[[ Data extract open ]]
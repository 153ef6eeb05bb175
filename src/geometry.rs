use crate::direction::octant_is_upper;




/**
 * Return the edge length of a cell at the given refinement level, for a
 * level-0 root cell of the given domain length. Each level halves the edge.
 */
pub fn cell_length(domain_length: f64, level: i32) -> f64 {
    domain_length / (1 << level) as f64
}




/**
 * Return the center of the child cell with the given octant index, for a
 * parent with the given center whose children sit at `child_level`. The
 * child center is displaced from the parent center by a quarter of the
 * parent's edge length along each axis, toward the upper or lower side
 * according to the octant bits.
 */
pub fn child_center<const D: usize>(
    parent_center: [f64; D],
    domain_length: f64,
    child_level: i32,
    octant: usize) -> [f64; D]
{
    let offset = domain_length / (1 << (child_level + 1)) as f64;
    let mut center = parent_center;

    for (axis, x) in center.iter_mut().enumerate() {
        if octant_is_upper(octant, axis) {
            *x += offset
        } else {
            *x -= offset
        }
    }
    center
}




/**
 * Return the octant of the parent cell containing the given point, given
 * the parent's center. Points exactly on a dividing plane belong to the
 * upper octant.
 */
pub fn containing_octant<const D: usize>(parent_center: [f64; D], point: [f64; D]) -> usize {
    let mut octant = 0;

    for axis in 0..D {
        if point[axis] >= parent_center[axis] {
            octant |= 1 << axis
        }
    }
    octant
}




// ============================================================================
#[cfg(test)]
mod test {

    use super::*;


    #[test]
    fn edge_length_halves_per_level() {
        assert_eq!(cell_length(1.0, 0), 1.0);
        assert_eq!(cell_length(1.0, 1), 0.5);
        assert_eq!(cell_length(2.0, 3), 0.25);
    }


    #[test]
    fn children_of_unit_root_sit_at_quarter_points() {
        let centers: Vec<_> = (0..4)
            .map(|octant| child_center([0.0, 0.0], 1.0, 1, octant))
            .collect();

        assert_eq!(centers[0], [-0.25, -0.25]);
        assert_eq!(centers[1], [ 0.25, -0.25]);
        assert_eq!(centers[2], [-0.25,  0.25]);
        assert_eq!(centers[3], [ 0.25,  0.25]);
    }


    #[test]
    fn octant_lookup_inverts_subdivision() {
        for octant in 0..8 {
            let center = child_center([0.5, 0.5, 0.5], 1.0, 1, octant);
            assert_eq!(containing_octant([0.5, 0.5, 0.5], center), octant);
        }
    }
}
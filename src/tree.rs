use crate::arena::{Arena, NodeId, NIL};
use crate::direction::Direction;
use crate::error::Error;
use crate::geometry;




/**
 * A fixed-capacity quadtree (`D = 2`) or octree (`D = 3`) over a recursively
 * subdivided square/cubic domain. Nodes live in an arena of parallel
 * attribute tables and reference each other through plain integer ids: ids
 * `[1, size]` are the live nodes (no holes), id 0 is nil, and id
 * `capacity + 1` is the scratch slot used only during swaps. The root is id
 * 1, at level 0, centered on the domain center.
 *
 * The tree manages structure, adjacency, and geometry only; it performs no
 * PDE arithmetic. Structural operations validate their arguments completely
 * before the first write, so a returned error means the tree is unchanged.
 *
 * The tree is not internally synchronized. Structural mutations must be
 * serialized by the caller; read-only queries may run from many threads as
 * long as no mutation is in flight.
 */
#[derive(Clone, Debug, serde::Serialize, serde::Deserialize)]
#[serde(bound(
    serialize = "[f64; D]: serde::Serialize",
    deserialize = "[f64; D]: serde::Deserialize<'de>"))]
pub struct Tree<const D: usize> {
    arena: Arena<D>,
    size: usize,
    domain_center: [f64; D],
    domain_length: f64,
}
[[ Data extract closed ]]
Of the lines above, retype only those from the line containing "the octant bits." through the line containing "for (axis, x)", including both, exactly.

 * according to the octant bits.
 */
pub fn child_center<const D: usize>(
    parent_center: [f64; D],
    domain_length: f64,
    child_level: i32,
    octant: usize) -> [f64; D]
{
    let offset = domain_length / (1 << (child_level + 1)) as f64;
    let mut center = parent_center;

    for (axis, x) in center.iter_mut().enumerate() {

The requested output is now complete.